Twila Sharpe: “The Cloth So Tinted”

Used by kind permission. © 2007 by Twila Sharpe.



Pieter Bruegel the Elder, “The Painter and the Connoisseur” c. 1565

“The Cloth So Tinted”

I paint the knights, in ringlets gold;
And, softly slip a shimmery cream.
Their ‘eyes’ too blue to mesmerize–

Contained in gardens’ moonless fold–
Immense comets, earthward stream.
Surrender, lance, to steely ice;

Attaint pristine, aquatic hold–
Sublime, her store, the bronzy bream–
My brush not dipping once, but twice!

Acquaint myself with ‘tales’ unsold
Yet, said to me in wistful dream:
‘The world’s aswirl, and seldom nice.’

The ‘plaint, you see, is brash and bold:
‘No thread in this, no subtle seam,
No stitch in time, no tailor’s vise…’

I stained a meager linen, roll’d:
Its ancient age, I made extreme;
And ‘tromp’d’ eyes, unwell, unwise.

Against easel damp with mold,
I laid a secret, shameful scheme;
The first of such an enterprise.

I deigned fool the burgher old.
Behind my back, his eye did gleam–
‘A brighter gulden might suffice.’


.I feigned strokes– and smears untold–
To rend the spheres, if would they beam
Their topaz light upon me thrice.

Unchained hardy hounds; stroll’d,
Undaunted, past the oak’s regime,
To nose a truffle’s paradise.

Sustained, found the festive foal,
Beside where rests an oxen team;
A calf of Calikut, the prize!

Ordained these, of peasant soul
Or, noble girth; begun on ream,
Until beset to cloth this size.

‘A pained snail, across the wold
At dawn, is worth an ounce of squeam
By ladies fat from pork and rice.’


I see his glasses, burgher old.
Another canvas–thresh the theme–
Before the cloth, so ‘tinted’, dries!

Twila, c. 2007.


*Based loosely upon Pieter Bruegel’s drawing, “The Painter and the Connoisseur”, c. 1565. Bruegel was a Flemish painter (from Flanders) who specialized in peasant scenes and retellings of the Bible to fit contemporary life.
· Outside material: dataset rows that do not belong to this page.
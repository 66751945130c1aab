//! Cancellable, one-at-a-time panorama loading.
//!
//! `load` schedules a fetch+decode job on the injected executor and returns a
//! token. Starting another load cancels the previous token. Completions are
//! collected with `poll` on the caller's thread; anything belonging to a
//! cancelled or superseded token is dropped there without a trace.

use std::panic::{self, AssertUnwindSafe};
use std::sync::Arc;
use std::sync::atomic::{AtomicBool, Ordering};
use std::sync::mpsc::{self, Receiver, Sender, TryRecvError};

use web_time::Instant;

use super::decoder::{DecoderRegistry, LoaderError};
use super::executor::Executor;
use super::source::MediaSource;
use super::texture::Texture;
use crate::error::GalleryError;
use crate::model::MediaKind;

/// Identifies one `load` call and carries its cancellation flag.
#[derive(Debug, Clone)]
pub struct LoadToken {
    id: u64,
    cancelled: Arc<AtomicBool>,
}

impl LoadToken {
    fn new(id: u64) -> Self {
        Self {
            id,
            cancelled: Arc::new(AtomicBool::new(false)),
        }
    }

    /// Sequence number of the load.
    pub fn id(&self) -> u64 {
        self.id
    }

    /// Whether the load has been cancelled.
    pub fn is_cancelled(&self) -> bool {
        self.cancelled.load(Ordering::SeqCst)
    }

    fn cancel(&self) {
        self.cancelled.store(true, Ordering::SeqCst);
    }
}

impl PartialEq for LoadToken {
    fn eq(&self, other: &Self) -> bool {
        self.id == other.id
    }
}

/// Message sent back from a finished job.
struct LoadOutcome {
    id: u64,
    url: String,
    result: Result<Texture, LoaderError>,
}

/// A completed load for the active token.
#[derive(Debug)]
pub struct LoadCompletion {
    /// Token id the completion belongs to
    pub token_id: u64,
    /// URL that was loaded
    pub url: String,
    /// Decoded texture, or `MediaLoadFailed`
    pub result: Result<Arc<Texture>, GalleryError>,
}

/// Fetches and decodes panoramas on an executor, one in flight at a time.
pub struct PanoramaLoader {
    executor: Arc<dyn Executor>,
    source: Arc<dyn MediaSource>,
    decoders: Arc<DecoderRegistry>,
    /// Sender cloned into every job
    result_tx: Sender<LoadOutcome>,
    /// Receiver for finished jobs
    result_rx: Receiver<LoadOutcome>,
    /// Counter for generating unique token ids
    next_id: u64,
    /// Token of the outstanding load, if any
    active: Option<LoadToken>,
}

impl PanoramaLoader {
    /// Create a loader with the built-in decoders.
    pub fn new(executor: Arc<dyn Executor>, source: Arc<dyn MediaSource>) -> Self {
        Self::with_decoders(executor, source, DecoderRegistry::new())
    }

    /// Create a loader with a custom decoder registry.
    pub fn with_decoders(
        executor: Arc<dyn Executor>,
        source: Arc<dyn MediaSource>,
        decoders: DecoderRegistry,
    ) -> Self {
        let (result_tx, result_rx) = mpsc::channel();
        Self {
            executor,
            source,
            decoders: Arc::new(decoders),
            result_tx,
            result_rx,
            next_id: 0,
            active: None,
        }
    }

    /// Start loading `url`. Any outstanding load is cancelled first.
    pub fn load(&mut self, url: &str, kind: MediaKind) -> LoadToken {
        self.cancel();

        let token = LoadToken::new(self.next_id);
        self.next_id += 1;

        let job_token = token.clone();
        let job_url = url.to_string();
        let source = Arc::clone(&self.source);
        let decoders = Arc::clone(&self.decoders);
        let result_tx = self.result_tx.clone();

        self.executor.spawn(Box::new(move || {
            if job_token.is_cancelled() {
                log::debug!("Skipping cancelled load {} ({})", job_token.id, job_url);
                return;
            }

            let started = Instant::now();
            let result = panic::catch_unwind(AssertUnwindSafe(|| {
                source
                    .fetch(&job_url)
                    .and_then(|bytes| decoders.decode(&job_url, kind, bytes))
            }))
            .unwrap_or_else(|_| Err(LoaderError::new("fetch or decode panicked")));
            log::debug!(
                "Load {} of {} finished in {:?} (ok: {})",
                job_token.id,
                job_url,
                started.elapsed(),
                result.is_ok()
            );

            // The receiver only goes away with the loader itself
            let _ = result_tx.send(LoadOutcome {
                id: job_token.id,
                url: job_url,
                result,
            });
        }));

        log::debug!("Requested load {} of {} ({:?})", token.id, url, kind);
        self.active = Some(token.clone());
        token
    }

    /// Cancel the outstanding load, if any. Its completion will never be reported.
    pub fn cancel(&mut self) {
        if let Some(token) = self.active.take() {
            log::debug!("Cancelling load {}", token.id);
            token.cancel();
        }
    }

    /// Whether a load is outstanding.
    pub fn is_loading(&self) -> bool {
        self.active.is_some()
    }

    /// Token of the outstanding load.
    pub fn active_token(&self) -> Option<&LoadToken> {
        self.active.as_ref()
    }

    /// Take the completion of the active load, if it has finished.
    ///
    /// Non-blocking. Stale completions queued ahead of it are discarded.
    pub fn poll(&mut self) -> Option<LoadCompletion> {
        loop {
            let outcome = match self.result_rx.try_recv() {
                Ok(outcome) => outcome,
                Err(TryRecvError::Empty) => return None,
                Err(TryRecvError::Disconnected) => {
                    log::warn!("Loader result channel disconnected");
                    return None;
                }
            };

            let is_active = self
                .active
                .as_ref()
                .is_some_and(|t| t.id == outcome.id && !t.is_cancelled());
            if !is_active {
                log::debug!("Discarding stale load {} ({})", outcome.id, outcome.url);
                continue;
            }

            self.active = None;
            let url = outcome.url;
            return Some(LoadCompletion {
                token_id: outcome.id,
                result: outcome
                    .result
                    .map(Arc::new)
                    .map_err(|e| GalleryError::media_load_failed(url.clone(), e)),
                url,
            });
        }
    }
}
He lived from 1525-1569.
In my poem, which is based on the work above, I envisioned an itinerant painter who has been living a life of relative ease. Amid his wandering, he paints everything from Flemish knights, the Heavens, to land and seascapes. But, alas, this lifestyle cannot continue forever: there is work to be done and money to be made!
Now, with a client observing, he has yet to begin his canvas. He is expounding on what will be within it, in the hopes that the client will dig a little deeper into his purse. He has the bespectacled old man seeing these vivid scenes in his own mind. Because he is somewhat blind, the old man will not know what is actually there. (Painters were often paid by how many scenes or themes they could cram into a painting.)
‘Trompe’ means to trick or deceive.
The ‘spheres’ are gold coins, or Dutch gulden. (Oh, but he’ll include them, too, as suns or moons–for a price!)
The reference to snails and truffles is for the benefit of the nobles who populate his canvas and normally prefer such delicacies. Similarly, they share the same canvas…and table… with the peasants. This painting is a wedding feast, perhaps, of a style made popular by Bruegal. The poor snail has crawled all that way to their table and no one notices him! No one gets queasy at the thought of eating him! The artist winks at the telling of this and says he’ll throw this scene in…for a price.
CaliKut is Indian for calico. The Dutch traded in rice and fabrics with the peoples of their India colonies.

Pieter Bruegel the Elder, Netherlandish Proverbs, 1559, Oil on oak panels.
This painting depicts various proverbs popular in the 16th century. Over one hundred proverbs have been identified, although the exact number is uncertain as different critics have ascribed more than one proverb to some of the characters and details.
For example the playing cards on the roof of the porch, centre left, represent It depends on the fall of the cards.
This Proverbs also illustrates Bruegel’s love of painting scenes of peasant life, a common theme in many of his paintings.